One of the most commendable features of this edifice is the precaution which has been observed against fire, in its planning. Every opening in the entire building will be protected by a rolling steel shutter. The roof will be entirely of iron and terra-cotta, and neither here nor on the outside will there appear a bit of wood. The back part of the building, forty-eight by forty-eight by ten feet, will be of brick twenty inches thick, with an air space in the center, and tied together every four feet with iron anchors. There will also be built in the walls around the entire building above and below each opening, a heavy two-and-a-half inch iron band, well riveted at each corner and each connection, making the building earthquake-proof as well as fireproof. The cost of this building will be $40,000. At present it is in process of construction.

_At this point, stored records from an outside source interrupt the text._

//! REST endpoint handlers organized by resource.
//!
//! Public reads need no token, `/user/*`, `/waitlist` and
//! `/notifications` need any bearer token, and `/admin/*` needs the admin
//! role.

pub mod events;
pub mod notifications;
pub mod system;
pub mod tickets;
pub mod transactions;
pub mod waitlist;

use axum::Router;

use crate::app_state::AppState;

/// Composes all resource routes under `/api/v1`.
pub fn routes() -> Router<AppState> {
    Router::new()
        .merge(events::routes())
        .merge(tickets::routes())
        .merge(transactions::routes())
        .merge(waitlist::routes())
        .merge(notifications::routes())
}
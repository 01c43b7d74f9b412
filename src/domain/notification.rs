//! User notifications: confirmations, reminders, waitlist availability.

use chrono::{DateTime, NaiveDate, Utc};
use serde::{Deserialize, Serialize};
use utoipa::ToSchema;

use super::{EventId, NotificationId, TicketTypeId, TransactionId, UserId};

/// Category of a notification.
#[derive(Debug, Clone, Copy, PartialEq, Eq, Hash, Serialize, Deserialize, ToSchema)]
#[serde(rename_all = "snake_case")]
pub enum NotificationKind {
    /// A reservation was created.
    Confirmation,
    /// An event the user holds paid tickets for starts tomorrow.
    Reminder,
    /// A waitlisted ticket type has stock again.
    WaitlistAvailable,
}

impl NotificationKind {
    /// Database / wire representation.
    #[must_use]
    pub const fn as_str(&self) -> &'static str {
        match self {
            Self::Confirmation => "confirmation",
            Self::Reminder => "reminder",
            Self::WaitlistAvailable => "waitlist_available",
        }
    }

    /// Parses the database representation.
    #[must_use]
    pub fn parse(s: &str) -> Option<Self> {
        match s {
            "confirmation" => Some(Self::Confirmation),
            "reminder" => Some(Self::Reminder),
            "waitlist_available" => Some(Self::WaitlistAvailable),
            _ => None,
        }
    }
}

/// Structured data handed to a [`crate::notify::Notifier`].
#[derive(Debug, Clone, PartialEq, Eq, Serialize)]
#[serde(tag = "kind", rename_all = "snake_case")]
pub enum NotificationPayload {
    /// Reservation created; payment due before `deadline`.
    Confirmation {
        /// Created transaction.
        transaction_id: TransactionId,
        /// Reserved ticket type.
        ticket_type_id: TicketTypeId,
        /// Ticket type display name.
        ticket_name: String,
        /// Reserved units.
        quantity: u32,
        /// Amount due in minor units.
        total_price_cents: i64,
        /// Payment deadline.
        deadline: DateTime<Utc>,
    },
    /// Event starts soon.
    Reminder {
        /// Paid transaction the reminder is about.
        transaction_id: TransactionId,
        /// Event identifier.
        event_id: EventId,
        /// Event name.
        event_name: String,
        /// First day of the event.
        start_date: NaiveDate,
        /// Ticket type display name.
        ticket_name: String,
        /// Purchased units.
        quantity: u32,
    },
    /// Waitlisted ticket type has stock again.
    WaitlistAvailable {
        /// Ticket type that was restocked.
        ticket_type_id: TicketTypeId,
        /// Ticket type display name.
        ticket_name: String,
        /// Units available at drain time.
        quantity_available: u32,
    },
}

impl NotificationPayload {
    /// The kind this payload is delivered as.
    #[must_use]
    pub const fn kind(&self) -> NotificationKind {
        match self {
            Self::Confirmation { .. } => NotificationKind::Confirmation,
            Self::Reminder { .. } => NotificationKind::Reminder,
            Self::WaitlistAvailable { .. } => NotificationKind::WaitlistAvailable,
        }
    }

    /// Human-readable message body.
    #[must_use]
    pub fn content(&self) -> String {
        match self {
            Self::Confirmation {
                ticket_name,
                quantity,
                total_price_cents,
                deadline,
                ..
            } => format!(
                "Your reservation of {quantity} x {ticket_name} is confirmed. \
                 Total {}. Complete payment before {}.",
                format_cents(*total_price_cents),
                deadline.format("%Y-%m-%d %H:%M UTC"),
            ),
            Self::Reminder {
                event_name,
                start_date,
                ticket_name,
                quantity,
                ..
            } => format!(
                "Reminder: {event_name} starts on {}. You hold {quantity} x {ticket_name}.",
                start_date.format("%d-%m-%Y"),
            ),
            Self::WaitlistAvailable {
                ticket_name,
                quantity_available,
                ..
            } => format!(
                "Tickets are available again for {ticket_name} ({quantity_available} left)."
            ),
        }
    }
}

fn format_cents(cents: i64) -> String {
    format!("{}.{:02}", cents / 100, (cents % 100).abs())
}

/// A stored notification.
#[derive(Debug, Clone, PartialEq, Eq, Serialize, Deserialize, ToSchema)]
pub struct Notification {
    /// Notification identifier.
    pub id: NotificationId,
    /// Recipient.
    pub user_id: UserId,
    /// Category.
    pub kind: NotificationKind,
    /// Rendered message.
    pub content: String,
    /// When it was recorded.
    pub created_at: DateTime<Utc>,
    /// When the recipient marked it read.
    pub read_at: Option<DateTime<Utc>>,
}

impl Notification {
    /// Renders `payload` into a new unread notification for `user_id`.
    #[must_use]
    pub fn from_payload(user_id: UserId, payload: &NotificationPayload, now: DateTime<Utc>) -> Self {
        Self {
            id: NotificationId::new(),
            user_id,
            kind: payload.kind(),
            content: payload.content(),
            created_at: now,
            read_at: None,
        }
    }
}

#[cfg(test)]
mod tests {
    use super::*;

    #[test]
    fn confirmation_content_formats_price() {
        let payload = NotificationPayload::Confirmation {
            transaction_id: TransactionId::new(),
            ticket_type_id: TicketTypeId::new(),
            ticket_name: "VIP".to_string(),
            quantity: 2,
            total_price_cents: 50_005,
            deadline: Utc::now(),
        };
        assert_eq!(payload.kind(), NotificationKind::Confirmation);
        assert!(payload.content().contains("2 x VIP"));
        assert!(payload.content().contains("500.05"));
    }

    #[test]
    fn kind_round_trips_through_str() {
        for kind in [
            NotificationKind::Confirmation,
            NotificationKind::Reminder,
            NotificationKind::WaitlistAvailable,
        ] {
            assert_eq!(NotificationKind::parse(kind.as_str()), Some(kind));
        }
        assert_eq!(NotificationKind::parse("update"), None);
    }

    #[test]
    fn from_payload_starts_unread() {
        let user = UserId::new();
        let payload = NotificationPayload::WaitlistAvailable {
            ticket_type_id: TicketTypeId::new(),
            ticket_name: "GA".to_string(),
            quantity_available: 3,
        };
        let n = Notification::from_payload(user, &payload, Utc::now());
        assert_eq!(n.user_id, user);
        assert_eq!(n.kind, NotificationKind::WaitlistAvailable);
        assert!(n.read_at.is_none());
    }
}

The county courthouse was erected in 1878, and up to 1882 it was the finest building in the county. Its cost was some $40,000, but due allowance must he made for the greater cost of building at the time of its construction, for it by no means bears comparison with less costly edifices of later structure. It is, however, a substantial looking pile, of two stories and a basement, with a cupola. It contains many of the offices of the municipal and county officials, the jail, etc. This building no doubt will be renovated and remodeled, when the completion of the new hall of records shall relieve it from its overcrowded condition.
The opera house is a well-built and well equipped structure. Its seating capacity is 800. Its cost was some $60,000. It was built in 1882.
The principal public school building in the city is a brick edifice built in the form of a Latin cross. Its plan was taken from the Langdon model of a schoolhouse which took the premium at the Centennial Exposition. Its peculiarity is in having a common central corridor into which all of the fourteen schoolrooms open. The furniture is of the latest design of improvement, and the surrounding grounds are well laid out. This institution in aggregation with the other school property of the city reaches a value of $150,000.
Respecting the fifty acres of land for the County Poor House: “This tract of land lies west of Fabun’s Park, on the south side of the street. It contains about eleven acres in alfalfa, 600 peach trees, three artesian wells. Some of the land is wooded, and will afford fuel for years. Lytle Creek runs directly through the land. There are two large reservoirs, one of which receives the continual discharge from two artesian wells, while the third well fills the other reservoir.” On this tract was built in 1886, at a cost of $16,400, a fine brick building for a county hospital. This is a well-arranged and well-conducted institution, where the sick can be cared for with all proper requisites, while the establishment is conducted on an economical basis. It has some thirty acres of land all told, mostly under cultivation.